◆ Description of the task ◆
Below are lines of data; restate word for word those running from the line containing "pub struct Callable(Rc<dyn Call>);" to the line containing "pub fn name(&self)", inclusive, and no others.

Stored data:
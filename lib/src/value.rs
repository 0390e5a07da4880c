use std::{collections::BTreeMap, fmt, rc::Rc};

use crate::{
    context::EvalCtx,
    error::Result,
    span::{Chunk, Span},
};

#[derive(Clone)]
pub enum Value {
    String(String),
    Bool(bool),
    List(Vec<Self>),
    Map(BTreeMap<String, Self>),
    Function(Rc<dyn Call>),
}

impl fmt::Debug for Value {
    fn fmt(&self, f: &mut fmt::Formatter<'_>) -> fmt::Result {
        match self {
            Self::String(arg0) => f.debug_tuple("String").field(arg0).finish(),
            Self::Bool(arg0) => f.debug_tuple("Bool").field(arg0).finish(),
            Self::List(arg0) => f.debug_tuple("List").field(arg0).finish(),
            Self::Map(arg0) => f.debug_tuple("Map").field(arg0).finish(),
            Self::Function(func) => {
                f.debug_tuple("Function").field(&func.kind()).finish()
            }
        }
    }
}

impl fmt::Display for Value {
    fn fmt(&self, f: &mut fmt::Formatter<'_>) -> fmt::Result {
        match self {
            Value::String(string) => f.write_str(string),
            Value::Bool(b) => write!(f, "${b}"),
            Value::List(items) => {
                f.write_str("[")?;
                for (i, item) in items.iter().enumerate() {
                    if i > 0 {
                        f.write_str(" ")?;
                    }
                    write!(f, "{item}")?;
                }
                f.write_str("]")
            }
            Value::Map(map) if map.is_empty() => f.write_str("[&]"),
            Value::Map(map) => {
                f.write_str("[")?;
                for (i, (key, value)) in map.iter().enumerate() {
                    if i > 0 {
                        f.write_str(" ")?;
                    }
                    write!(f, "&{key}={value}")?;
                }
                f.write_str("]")
            }
            Value::Function(func) => match func.name() {
                Some(name) => write!(f, "<{} {}>", func.kind(), name),
                None => write!(f, "<{}>", func.kind()),
            },
        }
    }
}

impl Value {
    /// Name of the value's kind, as shown in error messages.
    pub fn kind(&self) -> &str {
        match self {
            Value::String(_) => "string",
            Value::Bool(_) => "bool",
            Value::List(_) => "list",
            Value::Map(_) => "map",
            Value::Function(func) => func.kind(),
        }
    }

    pub fn as_string(&self) -> Option<&str> {
        match self {
            Value::String(string) => Some(string),
            _ => None,
        }
    }
    pub fn as_callable(&self) -> Option<Callable> {
        match self {
            Value::Function(func) => Some(Callable(func.clone())),
            _ => None,
        }
    }
    pub fn as_iterable(&self) -> Option<Iterable> {
        match self {
            Value::List(items) => Some(Iterable::List(items.clone())),
            Value::Map(map) => Some(Iterable::Map(map.clone())),
            _ => None,
        }
    }
}

impl PartialEq for Value {
    fn eq(&self, other: &Self) -> bool {
        match (self, other) {
            (Value::String(a), Value::String(b)) => a == b,
            (Value::Bool(a), Value::Bool(b)) => a == b,
            (Value::List(items1), Value::List(items2)) => items1 == items2,
            (Value::Map(map1), Value::Map(map2)) => map1 == map2,
            (Value::Function(f1), Value::Function(f2)) => Rc::ptr_eq(f1, f2),
            _ => false,
        }
    }
}

/// Each argument carries the span of the expression that produced it; `span`
/// covers the whole call.
pub trait Call {
    fn call(&self, ctx: &EvalCtx, args: Vec<Chunk<Value>>, span: Span) -> Result<Vec<Value>>;
    fn kind(&self) -> &str {
        "fn"
    }
    fn name(&self) -> Option<&str> {
        None
    }
}

/// A value known to be callable.
#[derive(Clone)]
pub struct Callable(Rc<dyn Call>);

impl Callable {
    pub fn call(&self, ctx: &EvalCtx, args: Vec<Chunk<Value>>, span: Span) -> Result<Vec<Value>> {
        self.0.call(ctx, args, span)
    }
    pub fn kind(&self) -> &str {
        self.0.kind()
    }
    pub fn name(&self) -> Option<&str> {
        self.0.name()
    }
}

impl fmt::Debug for Callable {
    fn fmt(&self, f: &mut fmt::Formatter<'_>) -> fmt::Result {
        f.debug_tuple("Callable").field(&self.kind()).finish()
    }
}

impl From<Callable> for Value {
    fn from(callable: Callable) -> Self {
        Value::Function(callable.0)
    }
}

/// A value known to be iterable. Lists yield their elements, maps their keys.
#[derive(Debug, Clone, PartialEq)]
pub enum Iterable {
    List(Vec<Value>),
    Map(BTreeMap<String, Value>),
}

impl Iterable {
    pub fn iter(&self) -> Box<dyn Iterator<Item = Value> + '_> {
        match self {
            Iterable::List(items) => Box::new(items.iter().cloned()),
            Iterable::Map(map) => Box::new(map.keys().cloned().map(Value::String)),
        }
    }
    pub fn len(&self) -> usize {
        match self {
            Iterable::List(items) => items.len(),
            Iterable::Map(map) => map.len(),
        }
    }
    pub fn is_empty(&self) -> bool {
        self.len() == 0
    }
}

impl From<Iterable> for Value {
    fn from(iterable: Iterable) -> Self {
        match iterable {
            Iterable::List(items) => Value::List(items),
            Iterable::Map(map) => Value::Map(map),
        }
    }
}

impl From<&str> for Value {
    fn from(value: &str) -> Self {
        Self::String(value.to_string())
    }
}
impl From<String> for Value {
    fn from(value: String) -> Self {
        Self::String(value)
    }
}
/// Numbers have no kind of their own; they live as their decimal text.
impl From<i64> for Value {
    fn from(value: i64) -> Self {
        Self::String(value.to_string())
    }
}
impl From<bool> for Value {
    fn from(value: bool) -> Self {
        Self::Bool(value)
    }
}
impl<T: Into<Value>> From<Vec<T>> for Value {
    fn from(vec: Vec<T>) -> Self {
        Self::List(vec.into_iter().map(Into::into).collect())
    }
}
impl<T: Into<Value>> From<BTreeMap<String, T>> for Value {
    fn from(map: BTreeMap<String, T>) -> Self {
        Self::Map(map.into_iter().map(|(k, v)| (k, v.into())).collect())
    }
}
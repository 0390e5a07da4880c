//! Glue for writing builtins as plain Rust functions. Each argument is checked
//! through a [`ValueUnwrapper`], so a builtin taking an `i64` reports a bad
//! argument exactly like any other integer check.

pub mod function;
pub mod type_name;

use crate::{
    error::Result,
    unwrap::ValueUnwrapper,
    value::{Callable, Iterable, Value},
};

pub trait FromArg: Sized {
    fn from_arg(arg: &ValueUnwrapper) -> Result<Self>;
}

/// An integer argument that must not be negative.
#[derive(Debug, Clone, Copy, PartialEq, Eq, PartialOrd, Ord)]
pub struct NonNegative(pub u64);

#[derive(Debug, Clone, Copy, PartialEq, Eq)]
pub enum FdOrClose {
    Fd(u64),
    Close,
}

impl FromArg for Value {
    fn from_arg(arg: &ValueUnwrapper) -> Result<Self> {
        Ok(arg.any().clone())
    }
}
impl FromArg for String {
    fn from_arg(arg: &ValueUnwrapper) -> Result<Self> {
        arg.string()
    }
}
impl FromArg for i64 {
    fn from_arg(arg: &ValueUnwrapper) -> Result<Self> {
        arg.int()
    }
}
impl FromArg for NonNegative {
    fn from_arg(arg: &ValueUnwrapper) -> Result<Self> {
        arg.non_negative_int().map(|i| NonNegative(i.unsigned_abs()))
    }
}
impl FromArg for FdOrClose {
    fn from_arg(arg: &ValueUnwrapper) -> Result<Self> {
        Ok(match arg.fd_or_close()? {
            -1 => FdOrClose::Close,
            fd => FdOrClose::Fd(fd.unsigned_abs()),
        })
    }
}
impl FromArg for Callable {
    fn from_arg(arg: &ValueUnwrapper) -> Result<Self> {
        arg.callable()
    }
}
impl FromArg for Iterable {
    fn from_arg(arg: &ValueUnwrapper) -> Result<Self> {
        arg.iterable()
    }
}

/// What a builtin's return value turns into on the output side.
pub trait IntoValues {
    fn into_values(self) -> Vec<Value>;
}

impl IntoValues for () {
    fn into_values(self) -> Vec<Value> {
        Vec::new()
    }
}

macro_rules! impl_into_values {
    ($($type: ty),*) => {
        $(
            impl IntoValues for $type {
                fn into_values(self) -> Vec<Value> {
                    vec![self.into()]
                }
            }
        )*
    };
}

impl_into_values!(Value, String, i64, bool, Callable, Iterable);

impl<T: Into<Value>> IntoValues for Vec<T> {
    fn into_values(self) -> Vec<Value> {
        self.into_iter().map(Into::into).collect()
    }
}
impl<T: IntoValues> IntoValues for Option<T> {
    fn into_values(self) -> Vec<Value> {
        self.map_or_else(Vec::new, IntoValues::into_values)
    }
}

◆ Task response ◆
pub struct Callable(Rc<dyn Call>);

impl Callable {
    pub fn call(&self, ctx: &EvalCtx, args: Vec<Chunk<Value>>, span: Span) -> Result<Vec<Value>> {
        self.0.call(ctx, args, span)
    }
    pub fn kind(&self) -> &str {
        self.0.kind()
    }
    pub fn name(&self) -> Option<&str> {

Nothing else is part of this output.